[[ Supplied information open ]]

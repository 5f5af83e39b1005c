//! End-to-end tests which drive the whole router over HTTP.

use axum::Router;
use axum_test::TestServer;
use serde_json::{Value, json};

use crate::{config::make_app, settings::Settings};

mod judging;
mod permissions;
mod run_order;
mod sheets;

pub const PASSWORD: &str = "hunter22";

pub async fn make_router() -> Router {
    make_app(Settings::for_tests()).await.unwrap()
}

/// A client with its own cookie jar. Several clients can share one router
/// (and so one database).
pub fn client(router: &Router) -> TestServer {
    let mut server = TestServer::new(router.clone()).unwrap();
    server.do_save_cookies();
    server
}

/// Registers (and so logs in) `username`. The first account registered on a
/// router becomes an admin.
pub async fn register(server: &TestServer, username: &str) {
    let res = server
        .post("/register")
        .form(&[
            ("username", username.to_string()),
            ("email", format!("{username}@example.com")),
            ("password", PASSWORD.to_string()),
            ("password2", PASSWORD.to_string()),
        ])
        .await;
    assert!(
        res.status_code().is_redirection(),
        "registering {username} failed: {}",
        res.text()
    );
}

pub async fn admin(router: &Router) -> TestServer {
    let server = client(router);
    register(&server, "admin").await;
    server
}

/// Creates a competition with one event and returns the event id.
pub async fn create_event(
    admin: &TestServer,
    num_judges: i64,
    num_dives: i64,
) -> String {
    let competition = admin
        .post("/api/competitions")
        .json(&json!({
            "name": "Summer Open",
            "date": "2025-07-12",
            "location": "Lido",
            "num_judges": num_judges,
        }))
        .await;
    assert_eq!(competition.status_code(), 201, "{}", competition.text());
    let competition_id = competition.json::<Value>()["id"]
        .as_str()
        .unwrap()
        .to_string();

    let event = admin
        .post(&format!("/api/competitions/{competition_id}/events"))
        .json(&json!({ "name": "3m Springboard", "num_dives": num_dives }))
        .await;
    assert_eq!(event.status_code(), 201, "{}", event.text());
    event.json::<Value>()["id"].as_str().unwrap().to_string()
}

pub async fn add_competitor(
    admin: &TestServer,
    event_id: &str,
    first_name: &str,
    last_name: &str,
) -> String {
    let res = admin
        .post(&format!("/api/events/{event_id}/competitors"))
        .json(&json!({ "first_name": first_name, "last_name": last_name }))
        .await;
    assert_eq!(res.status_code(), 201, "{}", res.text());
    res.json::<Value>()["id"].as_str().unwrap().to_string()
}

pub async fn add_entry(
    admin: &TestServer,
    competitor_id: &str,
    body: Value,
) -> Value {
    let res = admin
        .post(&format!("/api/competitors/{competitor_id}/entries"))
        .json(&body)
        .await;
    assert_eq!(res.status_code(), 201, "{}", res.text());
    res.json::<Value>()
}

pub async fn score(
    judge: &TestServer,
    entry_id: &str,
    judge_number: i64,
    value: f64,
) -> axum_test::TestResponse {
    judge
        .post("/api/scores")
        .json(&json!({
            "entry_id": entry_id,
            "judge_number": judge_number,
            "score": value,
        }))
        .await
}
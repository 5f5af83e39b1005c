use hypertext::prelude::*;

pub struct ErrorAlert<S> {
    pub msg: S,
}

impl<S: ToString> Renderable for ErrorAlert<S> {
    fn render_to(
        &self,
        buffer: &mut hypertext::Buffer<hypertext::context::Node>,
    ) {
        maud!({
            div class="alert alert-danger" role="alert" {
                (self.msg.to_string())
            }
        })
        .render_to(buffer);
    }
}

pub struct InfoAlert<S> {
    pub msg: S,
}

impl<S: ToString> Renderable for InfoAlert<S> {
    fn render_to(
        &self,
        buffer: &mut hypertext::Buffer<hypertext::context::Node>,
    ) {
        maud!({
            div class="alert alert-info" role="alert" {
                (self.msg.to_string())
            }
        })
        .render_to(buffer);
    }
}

[[ Supplied information closed ]]

Scan the entries above, and wherever a line holds the string "Renderable", copy it.

Response =>
impl<S: ToString> Renderable for ErrorAlert<S> {
impl<S: ToString> Renderable for InfoAlert<S> {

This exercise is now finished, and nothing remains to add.